PROBLEM DETAILS: How many lines in the listing contain the word "match"? Reply with the number alone.

PROVIDED INFORMATION:
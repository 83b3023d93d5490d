pub use sea_orm_migration::prelude::*;

mod m20250801_000001_create_tables;

pub struct Migrator;

#[async_trait::async_trait]
impl MigratorTrait for Migrator {
    fn migrations() -> Vec<Box<dyn MigrationTrait>> {
        vec![Box::new(m20250801_000001_create_tables::Migration)]
    }
}
use actix_web::{HttpRequest, HttpResponse, Result as ActixResult};

use super::CourseService;
use crate::errors::SchoolSystemError;
use crate::models::courses::requests::AddPrerequisiteRequest;
use crate::models::{ApiResponse, ErrorCode};

pub async fn list_prerequisites(
    service: &CourseService,
    course_id: i64,
    request: &HttpRequest,
) -> ActixResult<HttpResponse> {
    let storage = service.get_storage(request);

    // 课程不存在和没有先修课程都要区分开
    match storage.get_course_by_id(course_id).await {
        Ok(Some(_)) => {}
        Ok(None) => {
            return Ok(HttpResponse::NotFound().json(ApiResponse::error_empty(
                ErrorCode::CourseNotFound,
                "Course not found",
            )));
        }
        Err(e) => {
            return Ok(
                HttpResponse::InternalServerError().json(ApiResponse::error_empty(
                    ErrorCode::InternalServerError,
                    format!("Failed to get course: {e}"),
                )),
            );
        }
    }

    match storage.list_course_prerequisites(course_id).await {
        Ok(prerequisites) => Ok(HttpResponse::Ok().json(ApiResponse::success(
            prerequisites,
            "Prerequisite list retrieved successfully",
        ))),
        Err(e) => Ok(
            HttpResponse::InternalServerError().json(ApiResponse::error_empty(
                ErrorCode::InternalServerError,
                format!("Failed to retrieve prerequisite list: {e}"),
            )),
        ),
    }
}

pub async fn add_prerequisite(
    service: &CourseService,
    course_id: i64,
    prerequisite: AddPrerequisiteRequest,
    request: &HttpRequest,
) -> ActixResult<HttpResponse> {
    let storage = service.get_storage(request);

    match storage
        .add_course_prerequisite(course_id, prerequisite.prerequisite_id)
        .await
    {
        Ok(()) => Ok(HttpResponse::Created()
            .json(ApiResponse::<()>::success_empty("先修课程添加成功"))),
        Err(SchoolSystemError::Validation(msg)) => {
            Ok(HttpResponse::BadRequest().json(ApiResponse::error_empty(ErrorCode::BadRequest, msg)))
        }
        Err(SchoolSystemError::NotFound(msg)) => Ok(HttpResponse::NotFound()
            .json(ApiResponse::error_empty(ErrorCode::CourseNotFound, msg))),
        Err(SchoolSystemError::Conflict(msg)) => {
            Ok(HttpResponse::Conflict().json(ApiResponse::error_empty(ErrorCode::Conflict, msg)))
        }
        Err(e) => Ok(
            HttpResponse::InternalServerError().json(ApiResponse::error_empty(
                ErrorCode::InternalServerError,
                format!("Failed to add prerequisite: {e}"),
            )),
        ),
    }
}

pub async fn remove_prerequisite(
    service: &CourseService,
    course_id: i64,
    prerequisite_id: i64,
    request: &HttpRequest,
) -> ActixResult<HttpResponse> {
    let storage = service.get_storage(request);

    match storage
        .remove_course_prerequisite(course_id, prerequisite_id)
        .await
    {
        Ok(true) => Ok(HttpResponse::Ok()
            .json(ApiResponse::<()>::success_empty("先修课程已移除"))),
        Ok(false) => Ok(HttpResponse::NotFound().json(ApiResponse::error_empty(
            ErrorCode::NotFound,
            "Prerequisite relation not found",
        ))),
        Err(e) => Ok(
            HttpResponse::InternalServerError().json(ApiResponse::error_empty(
                ErrorCode::InternalServerError,
                format!("Failed to remove prerequisite: {e}"),
            )),
        ),
    }
}
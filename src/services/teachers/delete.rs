use actix_web::{HttpRequest, HttpResponse, Result as ActixResult};

use super::TeacherService;
use crate::models::{ApiResponse, ErrorCode};

pub async fn delete_teacher(
    service: &TeacherService,
    teacher_id: i64,
    request: &HttpRequest,
) -> ActixResult<HttpResponse> {
    let storage = service.get_storage(request);

    match storage.delete_teacher(teacher_id).await {
        Ok(true) => Ok(HttpResponse::Ok().json(ApiResponse::<()>::success_empty("教师已删除"))),
        Ok(false) => Ok(HttpResponse::NotFound().json(ApiResponse::error_empty(
            ErrorCode::TeacherNotFound,
            "Teacher not found",
        ))),
        Err(e) => Ok(
            HttpResponse::InternalServerError().json(ApiResponse::error_empty(
                ErrorCode::InternalServerError,
                format!("Failed to delete teacher: {e}"),
            )),
        ),
    }
}
//! 学生档案实体
//!
//! 与 users 表一对一，保存学籍信息。

use sea_orm::entity::prelude::*;

#[derive(Clone, Debug, PartialEq, DeriveEntityModel)]
#[sea_orm(table_name = "students")]
pub struct Model {
    #[sea_orm(primary_key)]
    pub id: i64,
    #[sea_orm(unique)]
    pub user_id: i64,
    #[sea_orm(unique)]
    pub student_code: String,
    pub department_id: Option<i64>,
    pub date_of_birth: Option<Date>,
    pub address: Option<String>,
    pub phone: Option<String>,
    pub admission_year_id: Option<i64>,
    pub graduation_year_id: Option<i64>,
    pub is_active: bool,
    pub created_at: i64,
    pub updated_at: i64,
}

#[derive(Copy, Clone, Debug, EnumIter, DeriveRelation)]
pub enum Relation {
    #[sea_orm(
        belongs_to = "super::users::Entity",
        from = "Column::UserId",
        to = "super::users::Column::Id"
    )]
    User,
    #[sea_orm(
        belongs_to = "super::departments::Entity",
        from = "Column::DepartmentId",
        to = "super::departments::Column::Id"
    )]
    Department,
    #[sea_orm(
        belongs_to = "super::academic_years::Entity",
        from = "Column::AdmissionYearId",
        to = "super::academic_years::Column::Id"
    )]
    AdmissionYear,
    #[sea_orm(
        belongs_to = "super::academic_years::Entity",
        from = "Column::GraduationYearId",
        to = "super::academic_years::Column::Id"
    )]
    GraduationYear,
    #[sea_orm(has_many = "super::enrollments::Entity")]
    Enrollments,
    #[sea_orm(has_many = "super::assignment_submissions::Entity")]
    Submissions,
    #[sea_orm(has_many = "super::student_attendance::Entity")]
    Attendance,
}

impl Related<super::users::Entity> for Entity {
    fn to() -> RelationDef {
        Relation::User.def()
    }
}

impl Related<super::departments::Entity> for Entity {
    fn to() -> RelationDef {
        Relation::Department.def()
    }
}

impl Related<super::enrollments::Entity> for Entity {
    fn to() -> RelationDef {
        Relation::Enrollments.def()
    }
}

impl Related<super::assignment_submissions::Entity> for Entity {
    fn to() -> RelationDef {
        Relation::Submissions.def()
    }
}

impl Related<super::student_attendance::Entity> for Entity {
    fn to() -> RelationDef {
        Relation::Attendance.def()
    }
}

impl ActiveModelBehavior for ActiveModel {}

// 从数据库模型转换为业务模型
impl Model {
    pub fn into_student(self) -> crate::models::students::entities::Student {
        use crate::models::students::entities::Student;
        use chrono::{DateTime, Utc};

        Student {
            id: self.id,
            user_id: self.user_id,
            student_code: self.student_code,
            department_id: self.department_id,
            date_of_birth: self.date_of_birth,
            address: self.address,
            phone: self.phone,
            admission_year_id: self.admission_year_id,
            graduation_year_id: self.graduation_year_id,
            is_active: self.is_active,
            created_at: DateTime::<Utc>::from_timestamp(self.created_at, 0).unwrap_or_default(),
            updated_at: DateTime::<Utc>::from_timestamp(self.updated_at, 0).unwrap_or_default(),
        }
    }
}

ANSWER TO THIS EXERCISE: 5